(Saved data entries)
★ ★ ★
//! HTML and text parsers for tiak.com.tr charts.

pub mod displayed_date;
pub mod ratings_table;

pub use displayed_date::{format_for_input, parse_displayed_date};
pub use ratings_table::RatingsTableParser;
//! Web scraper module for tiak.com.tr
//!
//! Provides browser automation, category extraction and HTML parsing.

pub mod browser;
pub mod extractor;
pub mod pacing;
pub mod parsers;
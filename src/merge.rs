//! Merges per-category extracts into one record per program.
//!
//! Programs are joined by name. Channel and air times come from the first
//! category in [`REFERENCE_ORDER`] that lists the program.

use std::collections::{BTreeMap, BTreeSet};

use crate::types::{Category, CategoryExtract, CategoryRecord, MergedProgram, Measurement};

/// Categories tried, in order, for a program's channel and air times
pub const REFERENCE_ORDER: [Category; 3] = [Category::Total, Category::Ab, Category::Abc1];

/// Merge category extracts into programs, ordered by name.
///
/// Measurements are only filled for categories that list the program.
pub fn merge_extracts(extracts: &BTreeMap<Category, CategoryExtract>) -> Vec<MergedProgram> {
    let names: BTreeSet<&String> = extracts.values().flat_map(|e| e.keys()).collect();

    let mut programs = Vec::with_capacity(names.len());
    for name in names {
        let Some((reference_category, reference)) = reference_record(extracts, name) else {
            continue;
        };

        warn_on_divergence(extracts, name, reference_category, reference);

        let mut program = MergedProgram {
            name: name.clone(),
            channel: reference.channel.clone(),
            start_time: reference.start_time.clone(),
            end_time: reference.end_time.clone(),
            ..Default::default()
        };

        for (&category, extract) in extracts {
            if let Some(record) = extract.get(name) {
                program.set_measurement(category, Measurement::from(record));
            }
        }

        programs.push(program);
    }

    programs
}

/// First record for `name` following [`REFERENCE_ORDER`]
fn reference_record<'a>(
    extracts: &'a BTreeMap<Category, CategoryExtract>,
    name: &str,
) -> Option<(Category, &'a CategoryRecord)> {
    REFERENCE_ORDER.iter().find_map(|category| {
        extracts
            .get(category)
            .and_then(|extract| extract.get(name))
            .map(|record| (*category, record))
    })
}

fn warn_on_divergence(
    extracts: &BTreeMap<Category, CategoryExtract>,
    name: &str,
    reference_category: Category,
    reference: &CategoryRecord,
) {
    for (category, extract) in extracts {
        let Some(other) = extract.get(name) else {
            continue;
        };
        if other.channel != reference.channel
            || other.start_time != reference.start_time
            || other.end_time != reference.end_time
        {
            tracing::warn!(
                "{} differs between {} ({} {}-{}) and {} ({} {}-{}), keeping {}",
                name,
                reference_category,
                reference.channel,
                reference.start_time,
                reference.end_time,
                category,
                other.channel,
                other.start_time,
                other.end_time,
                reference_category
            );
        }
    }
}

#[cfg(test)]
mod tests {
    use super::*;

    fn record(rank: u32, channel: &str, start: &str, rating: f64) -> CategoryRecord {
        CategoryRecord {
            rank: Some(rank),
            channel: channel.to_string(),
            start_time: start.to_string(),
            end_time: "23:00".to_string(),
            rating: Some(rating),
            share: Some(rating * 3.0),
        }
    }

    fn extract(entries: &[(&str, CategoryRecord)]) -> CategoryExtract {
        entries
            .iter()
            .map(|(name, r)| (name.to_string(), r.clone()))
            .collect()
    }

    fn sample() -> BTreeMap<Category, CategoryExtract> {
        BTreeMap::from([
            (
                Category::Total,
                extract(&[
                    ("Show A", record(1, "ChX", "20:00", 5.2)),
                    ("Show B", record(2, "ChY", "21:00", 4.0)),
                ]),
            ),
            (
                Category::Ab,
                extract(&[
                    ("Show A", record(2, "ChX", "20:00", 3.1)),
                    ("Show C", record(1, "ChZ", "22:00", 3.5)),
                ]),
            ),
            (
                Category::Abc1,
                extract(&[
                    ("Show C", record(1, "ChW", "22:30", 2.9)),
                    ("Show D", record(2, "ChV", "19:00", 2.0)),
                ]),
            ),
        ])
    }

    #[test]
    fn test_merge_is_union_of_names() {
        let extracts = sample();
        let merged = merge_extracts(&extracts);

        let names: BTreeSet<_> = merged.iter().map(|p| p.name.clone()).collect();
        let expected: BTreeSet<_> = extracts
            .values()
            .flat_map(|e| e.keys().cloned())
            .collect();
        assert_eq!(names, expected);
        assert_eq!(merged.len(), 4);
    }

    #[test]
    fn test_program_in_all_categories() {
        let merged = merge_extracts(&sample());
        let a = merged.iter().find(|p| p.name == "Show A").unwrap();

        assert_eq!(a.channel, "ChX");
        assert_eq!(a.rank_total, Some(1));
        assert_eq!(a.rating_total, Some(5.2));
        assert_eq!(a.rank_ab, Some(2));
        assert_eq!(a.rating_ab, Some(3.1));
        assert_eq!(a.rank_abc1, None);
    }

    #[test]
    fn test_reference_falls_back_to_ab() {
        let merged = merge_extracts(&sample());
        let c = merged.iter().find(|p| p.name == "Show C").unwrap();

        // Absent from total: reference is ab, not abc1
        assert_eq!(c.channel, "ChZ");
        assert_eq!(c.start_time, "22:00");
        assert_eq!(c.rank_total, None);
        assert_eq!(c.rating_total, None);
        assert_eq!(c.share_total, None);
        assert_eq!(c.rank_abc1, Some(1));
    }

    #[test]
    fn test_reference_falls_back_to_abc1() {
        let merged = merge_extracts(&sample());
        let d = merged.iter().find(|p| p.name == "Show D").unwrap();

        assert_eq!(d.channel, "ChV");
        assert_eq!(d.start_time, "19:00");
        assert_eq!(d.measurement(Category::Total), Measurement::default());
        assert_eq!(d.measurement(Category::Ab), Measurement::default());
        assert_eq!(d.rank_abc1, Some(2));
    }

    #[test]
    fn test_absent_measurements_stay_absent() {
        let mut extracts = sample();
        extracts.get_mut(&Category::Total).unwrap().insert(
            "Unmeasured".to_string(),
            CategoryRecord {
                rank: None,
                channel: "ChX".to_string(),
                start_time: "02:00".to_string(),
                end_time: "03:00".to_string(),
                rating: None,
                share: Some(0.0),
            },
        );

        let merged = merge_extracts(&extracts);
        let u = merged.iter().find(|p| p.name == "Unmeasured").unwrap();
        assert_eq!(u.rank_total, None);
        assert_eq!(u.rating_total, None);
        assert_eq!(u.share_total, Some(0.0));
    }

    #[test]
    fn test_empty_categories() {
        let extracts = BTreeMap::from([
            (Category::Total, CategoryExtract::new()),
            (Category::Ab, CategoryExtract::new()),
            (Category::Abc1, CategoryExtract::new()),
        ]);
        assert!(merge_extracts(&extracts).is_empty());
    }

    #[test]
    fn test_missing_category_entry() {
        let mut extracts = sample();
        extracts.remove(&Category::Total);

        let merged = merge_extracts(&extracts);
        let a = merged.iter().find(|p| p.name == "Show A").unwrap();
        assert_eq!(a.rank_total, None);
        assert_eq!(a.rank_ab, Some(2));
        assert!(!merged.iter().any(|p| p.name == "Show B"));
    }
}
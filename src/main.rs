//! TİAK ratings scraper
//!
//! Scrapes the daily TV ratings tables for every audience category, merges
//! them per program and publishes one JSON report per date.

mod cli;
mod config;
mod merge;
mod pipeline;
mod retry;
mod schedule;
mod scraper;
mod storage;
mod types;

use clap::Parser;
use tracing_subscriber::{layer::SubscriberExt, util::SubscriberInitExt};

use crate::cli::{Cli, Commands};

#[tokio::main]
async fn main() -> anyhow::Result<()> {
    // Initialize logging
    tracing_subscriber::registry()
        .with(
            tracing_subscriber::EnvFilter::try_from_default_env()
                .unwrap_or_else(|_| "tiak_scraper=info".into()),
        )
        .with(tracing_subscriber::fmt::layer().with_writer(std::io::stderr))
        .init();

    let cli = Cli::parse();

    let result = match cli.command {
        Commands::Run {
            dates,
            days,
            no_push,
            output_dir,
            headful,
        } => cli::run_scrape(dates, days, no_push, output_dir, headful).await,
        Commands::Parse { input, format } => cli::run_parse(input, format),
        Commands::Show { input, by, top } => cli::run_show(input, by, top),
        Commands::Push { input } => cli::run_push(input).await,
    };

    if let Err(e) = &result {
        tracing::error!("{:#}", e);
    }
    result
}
★ ★ ★
Prompt ->
Work out how many lines of the records contain the word "main", and give only that number.

Solution ->
3